Chronicle Queue is a broker-less queue framework that provides microsecond latencies (sometimes less) when persisting data to disk. Tape is an excellent wrapper around Chronicle Queue that exposes an idiomatic Clojure API, but does not provide blocking or persistent tailers.
Cues extends both to provide:
By themselves, the blocking queues are similar to what durable-queue provides, just one or more orders of magnitude faster. They also come with an API that aligns more closely with the persistence model: you get queues, tailers, and appenders, and addressable, immutable indices that you can traverse forwards and backwards.

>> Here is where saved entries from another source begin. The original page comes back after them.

//! songlib-api - song catalog HTTP service
//!
//! Loads settings from flags / environment / `.env`, connects to PostgreSQL
//! (fatal on failure), and serves the song routes until Ctrl+C or SIGTERM.

use std::net::SocketAddr;
use std::sync::Arc;

use anyhow::{Context, Result};
use clap::Parser;
use tokio::signal;
use tracing::{debug, info, warn};
use tracing_subscriber::{layer::SubscriberExt, util::SubscriberInitExt};

use songlib_api::config::{Args, Settings};
use songlib_api::external::HttpSongInfoClient;
use songlib_api::{build_router, AppState, SongCatalog};
use songlib_common::db::{self, PgSongStore};

#[tokio::main]
async fn main() -> Result<()> {
    // .env must be loaded before clap reads the environment
    let dotenv = dotenvy::dotenv();

    let args = Args::parse();

    let default_filter = match args.log_level.as_deref() {
        Some("debug") => "songlib_api=debug,songlib_common=debug,tower_http=debug",
        _ => "songlib_api=info,songlib_common=info,tower_http=info",
    };
    tracing_subscriber::registry()
        .with(
            tracing_subscriber::EnvFilter::try_from_default_env()
                .unwrap_or_else(|_| default_filter.into()),
        )
        .with(tracing_subscriber::fmt::layer())
        .init();

    info!(
        "Starting songlib-api v{} [{}] built {} ({})",
        env!("CARGO_PKG_VERSION"),
        env!("GIT_HASH"),
        env!("BUILD_TIMESTAMP"),
        env!("BUILD_PROFILE")
    );

    match dotenv {
        Ok(path) => info!("Loaded environment from {}", path.display()),
        Err(e) => debug!("No .env file loaded: {}", e),
    }

    let settings = Settings::from_args(args).context("Invalid configuration")?;
    if settings.external_api.base_url.is_none() {
        warn!("EXTERNAL_API_URL is not set; creating songs will fail until it is configured");
    }

    let pool = db::connect(&settings.db)
        .await
        .context("Failed to connect to database")?;

    let info_client = HttpSongInfoClient::new(&settings.external_api)
        .context("Failed to build metadata HTTP client")?;

    let catalog = SongCatalog::new(Arc::new(PgSongStore::new(pool)), Arc::new(info_client));
    let app = build_router(AppState::new(catalog));

    let addr = SocketAddr::from(([0, 0, 0, 0], settings.port));
    let listener = tokio::net::TcpListener::bind(addr)
        .await
        .context("Failed to bind to address")?;
    info!("songlib-api listening on http://{}", addr);

    axum::serve(listener, app)
        .with_graceful_shutdown(shutdown_signal())
        .await
        .context("Server error")?;

    info!("Server shutdown complete");
    Ok(())
}

/// Resolves on Ctrl+C or SIGTERM
async fn shutdown_signal() {
    let ctrl_c = async {
        if let Err(e) = signal::ctrl_c().await {
            warn!("Failed to listen for Ctrl+C: {}", e);
            std::future::pending::<()>().await;
        }
    };

    #[cfg(unix)]
    let terminate = async {
        match signal::unix::signal(signal::unix::SignalKind::terminate()) {
            Ok(mut sig) => {
                sig.recv().await;
            }
            Err(e) => {
                warn!("Failed to install SIGTERM handler: {}", e);
                std::future::pending::<()>().await;
            }
        }
    };

    #[cfg(not(unix))]
    let terminate = std::future::pending::<()>();

    tokio::select! {
        _ = ctrl_c => {
            info!("Received Ctrl+C, shutting down");
        },
        _ = terminate => {
            info!("Received terminate signal, shutting down");
        },
    }
}
//! Verse splitting and verse pagination
//!
//! A verse is a blank-line separated block of lyrics. Text without blank lines
//! is split per line instead, so every line becomes its own verse.

/// Split lyrics into verses
///
/// Separators are kept exactly: empty text yields one empty verse, and a
/// trailing blank line yields a trailing empty verse.
pub fn split_verses(lyrics: &str) -> Vec<String> {
    let verses: Vec<&str> = lyrics.split("\n\n").collect();
    let verses = if verses.len() == 1 {
        lyrics.split('\n').collect()
    } else {
        verses
    };

    verses.into_iter().map(str::to_string).collect()
}

/// Requested slice of the verse list
#[derive(Debug, Clone, Copy, PartialEq, Eq)]
pub struct VerseWindow {
    /// 1-indexed page, always >= 1
    pub page: usize,
    /// Verses per page, always >= 1
    pub limit: usize,
}

impl VerseWindow {
    /// Window for the raw `page`/`limit` query values
    ///
    /// Returns `None` when neither was supplied (empty counts as not
    /// supplied), meaning "every verse". Once either is present, a missing,
    /// unparsable or non-positive value falls back to 1.
    pub fn from_params(page: Option<&str>, limit: Option<&str>) -> Option<Self> {
        let page = page.filter(|v| !v.is_empty());
        let limit = limit.filter(|v| !v.is_empty());
        if page.is_none() && limit.is_none() {
            return None;
        }

        let parse = |raw: Option<&str>| {
            raw.and_then(|v| v.trim().parse::<i64>().ok())
                .filter(|v| *v >= 1)
                .and_then(|v| usize::try_from(v).ok())
                .unwrap_or(1)
        };

        Some(Self {
            page: parse(page),
            limit: parse(limit),
        })
    }

    /// Apply the window; a start past the end gives an empty page
    pub fn apply(&self, verses: Vec<String>) -> Vec<String> {
        let start = (self.page - 1).saturating_mul(self.limit);
        if start >= verses.len() {
            return Vec::new();
        }
        let end = start.saturating_add(self.limit).min(verses.len());

        verses.into_iter().skip(start).take(end - start).collect()
    }
}

/// Split and optionally window lyrics in one step
pub fn paginate_lyrics(lyrics: &str, window: Option<VerseWindow>) -> Vec<String> {
    let verses = split_verses(lyrics);
    match window {
        Some(window) => window.apply(verses),
        None => verses,
    }
}
//! Song listing query construction
//!
//! Filters are accumulated as (predicate, value) pairs and rendered once into
//! parameterized SQL. User-supplied values only ever travel as bind arguments.

/// Page used when none (or garbage) is supplied
pub const DEFAULT_PAGE: i64 = 1;

/// Rows per page used when none (or garbage) is supplied
pub const DEFAULT_LIMIT: i64 = 10;

const SELECT_SONGS: &str =
    "SELECT song_id, group_name, song_name, release_date, lyrics, link FROM songs";

/// A LIMIT/OFFSET window over the ordered song list
#[derive(Debug, Clone, Copy, PartialEq, Eq)]
pub struct PageWindow {
    /// 1-indexed page number, always >= 1
    pub page: i64,
    /// Page size, always >= 1
    pub limit: i64,
}

impl Default for PageWindow {
    fn default() -> Self {
        Self {
            page: DEFAULT_PAGE,
            limit: DEFAULT_LIMIT,
        }
    }
}

impl PageWindow {
    /// Build a window, replacing values below 1 with the defaults
    pub fn new(page: i64, limit: i64) -> Self {
        Self {
            page: if page < 1 { DEFAULT_PAGE } else { page },
            limit: if limit < 1 { DEFAULT_LIMIT } else { limit },
        }
    }

    /// Build a window from raw query-string values
    ///
    /// Missing, unparsable and non-positive values fall back to the defaults.
    pub fn from_params(page: Option<&str>, limit: Option<&str>) -> Self {
        let parse = |raw: Option<&str>| raw.and_then(|v| v.trim().parse::<i64>().ok());
        Self::new(
            parse(page).unwrap_or(DEFAULT_PAGE),
            parse(limit).unwrap_or(DEFAULT_LIMIT),
        )
    }

    /// Rows to skip: `(page - 1) * limit`, saturating on absurd pages
    pub fn offset(&self) -> i64 {
        (self.page - 1).saturating_mul(self.limit)
    }
}

/// Optional listing filters; empty strings count as "not supplied"
#[derive(Debug, Clone, Default, PartialEq, Eq)]
pub struct SongFilter {
    /// Case-insensitive substring of the group name
    pub group: Option<String>,
    /// Case-insensitive substring of the song name
    pub song: Option<String>,
    /// Exact release date
    pub release_date: Option<String>,
}

impl SongFilter {
    pub fn new(group: Option<String>, song: Option<String>, release_date: Option<String>) -> Self {
        Self {
            group: non_empty(group),
            song: non_empty(song),
            release_date: non_empty(release_date),
        }
    }

    pub fn is_empty(&self) -> bool {
        self.group.is_none() && self.song.is_none() && self.release_date.is_none()
    }
}

fn non_empty(value: Option<String>) -> Option<String> {
    value.filter(|v| !v.is_empty())
}

#[derive(Debug, Clone, Copy, PartialEq, Eq)]
enum Predicate {
    GroupContains,
    SongContains,
    ReleaseDateEquals,
}

impl Predicate {
    /// SQL fragment comparing the column against `placeholder`
    fn render(self, placeholder: &str) -> String {
        match self {
            Predicate::GroupContains => format!("group_name ILIKE {}", placeholder),
            Predicate::SongContains => format!("song_name ILIKE {}", placeholder),
            Predicate::ReleaseDateEquals => format!("release_date = {}", placeholder),
        }
    }
}

/// SQL text plus the arguments to bind, in placeholder order
#[derive(Debug, Clone, PartialEq, Eq)]
pub struct RenderedQuery {
    pub sql: String,
    /// Text arguments for `$1..$n`
    pub args: Vec<String>,
    /// Bound as `$n+1`
    pub limit: i64,
    /// Bound as `$n+2`
    pub offset: i64,
}

/// Builder for the song listing statement
#[derive(Debug, Clone, Default)]
pub struct SongQuery {
    clauses: Vec<(Predicate, String)>,
    window: PageWindow,
}

impl SongQuery {
    pub fn new(window: PageWindow) -> Self {
        Self {
            clauses: Vec::new(),
            window,
        }
    }

    /// Add every supplied filter; clauses are joined with AND
    pub fn with_filter(mut self, filter: &SongFilter) -> Self {
        if let Some(group) = &filter.group {
            self.push(Predicate::GroupContains, contains_pattern(group));
        }
        if let Some(song) = &filter.song {
            self.push(Predicate::SongContains, contains_pattern(song));
        }
        if let Some(date) = &filter.release_date {
            self.push(Predicate::ReleaseDateEquals, date.clone());
        }
        self
    }

    fn push(&mut self, predicate: Predicate, value: String) {
        self.clauses.push((predicate, value));
    }

    pub fn render(&self) -> RenderedQuery {
        let mut sql = String::from(SELECT_SONGS);
        let mut args = Vec::with_capacity(self.clauses.len());

        if !self.clauses.is_empty() {
            let predicates: Vec<String> = self
                .clauses
                .iter()
                .enumerate()
                .map(|(i, (predicate, value))| {
                    args.push(value.clone());
                    predicate.render(&format!("${}", i + 1))
                })
                .collect();
            sql.push_str(" WHERE ");
            sql.push_str(&predicates.join(" AND "));
        }

        let next = args.len() + 1;
        sql.push_str(&format!(
            " ORDER BY song_id ASC LIMIT ${} OFFSET ${}",
            next,
            next + 1
        ));

        RenderedQuery {
            sql,
            args,
            limit: self.window.limit,
            offset: self.window.offset(),
        }
    }
}

/// `%value%` with LIKE metacharacters escaped so they match literally
fn contains_pattern(value: &str) -> String {
    let mut pattern = String::with_capacity(value.len() + 2);
    pattern.push('%');
    for c in value.chars() {
        if matches!(c, '%' | '_' | '\\') {
            pattern.push('\\');
        }
        pattern.push(c);
    }
    pattern.push('%');
    pattern
}
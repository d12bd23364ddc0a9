//! Storage connector
//!
//! Owns construction of the shared PostgreSQL pool and the startup
//! connectivity check. The pool is cheap to clone and safe to share between
//! concurrent handlers.

use sqlx::postgres::{PgConnectOptions, PgPoolOptions};
use sqlx::PgPool;
use std::time::Duration;
use tracing::{debug, info};

use crate::Result;

pub mod filter;
pub mod songs;

pub use filter::{PageWindow, SongFilter, SongQuery};
pub use songs::{PgSongStore, SongStore};

/// Upper bound on waiting for a pooled connection
const ACQUIRE_TIMEOUT: Duration = Duration::from_secs(5);

/// Connection parameters for the song database
#[derive(Debug, Clone, PartialEq, Eq)]
pub struct DbSettings {
    pub host: String,
    pub port: u16,
    pub user: String,
    pub password: String,
    pub name: String,
    pub max_connections: u32,
}

impl DbSettings {
    /// Connect options built field by field, so no value needs URL escaping
    pub fn connect_options(&self) -> PgConnectOptions {
        PgConnectOptions::new()
            .host(&self.host)
            .port(self.port)
            .username(&self.user)
            .password(&self.password)
            .database(&self.name)
    }
}

/// Open the connection pool and verify the database answers
pub async fn connect(settings: &DbSettings) -> Result<PgPool> {
    debug!(
        host = %settings.host,
        port = settings.port,
        database = %settings.name,
        "Connecting to database"
    );

    let pool = PgPoolOptions::new()
        .max_connections(settings.max_connections)
        .acquire_timeout(ACQUIRE_TIMEOUT)
        .connect_with(settings.connect_options())
        .await?;

    ping(&pool).await?;
    info!(database = %settings.name, "Connected to database");

    Ok(pool)
}

/// Round-trip a trivial statement to prove the pool is usable
pub async fn ping(pool: &PgPool) -> Result<()> {
    sqlx::query("SELECT 1").execute(pool).await?;
    Ok(())
}
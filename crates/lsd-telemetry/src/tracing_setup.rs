//! Subscriber setup: `EnvFilter` plus a pretty or JSON `fmt` layer.

use tracing_subscriber::{layer::SubscriberExt, util::SubscriberInitExt, EnvFilter};

use crate::{TelemetryConfig, TelemetryError};

/// Build the level filter for `config`.
///
/// `RUST_LOG` directives win over the configured level.
pub fn env_filter(config: &TelemetryConfig) -> Result<EnvFilter, TelemetryError> {
    EnvFilter::try_from_default_env()
        .or_else(|_| EnvFilter::try_new(&config.log_level))
        .map_err(|e| TelemetryError::Config(e.to_string()))
}

/// Install the global subscriber.
///
/// Fails with `TracingInit` if a subscriber is already installed.
pub fn init_tracing(config: &TelemetryConfig) -> Result<(), TelemetryError> {
    let filter = env_filter(config)?;

    if !config.console_output {
        tracing_subscriber::registry()
            .with(filter)
            .try_init()
            .map_err(|e| TelemetryError::TracingInit(e.to_string()))?;
        return Ok(());
    }

    if config.json_logs {
        // JSON output for containers/production
        let json_layer = tracing_subscriber::fmt::layer()
            .json()
            .with_target(true)
            .with_thread_ids(true)
            .with_file(true)
            .with_line_number(true);

        tracing_subscriber::registry()
            .with(filter)
            .with(json_layer)
            .try_init()
            .map_err(|e| TelemetryError::TracingInit(e.to_string()))?;
    } else {
        // Pretty output for development
        let fmt_layer = tracing_subscriber::fmt::layer()
            .with_target(true)
            .with_thread_ids(false)
            .with_file(false)
            .with_line_number(false)
            .with_ansi(true);

        tracing_subscriber::registry()
            .with(filter)
            .with(fmt_layer)
            .try_init()
            .map_err(|e| TelemetryError::TracingInit(e.to_string()))?;
    }

    tracing::info!(
        service = %config.full_service_name(),
        json = config.json_logs,
        "Tracing initialized"
    );
    Ok(())
}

The processors and graphs are meant to provide a dead-simple version of the abstractions you get in a distributed messaging system like Kafka. But there are no clusters to configure, no partitions to worry about, and it is several orders of magnitude faster.
Ultimately the goals of Cues are fairly narrow: a minimal DSL for connecting message processors into graphs using persistent queues in a non-distributed environment.
Cues could be used for:
clojure.core.async
but require a persistent
modelTo give you a sense of how it scales, from the Chronicle Queue FAQ:
Our largest Chronicle Queue client pulls in up to 100 TB into a single JVM using an earlier version of Chronicle Queue.
As for message limits:
The limit is about 1 GB, as of Chronicle 4.x. The practical limit without tuning the configuration is about 16 MB. At this point you get significant inefficiencies, unless you increase the data allocation chunk size.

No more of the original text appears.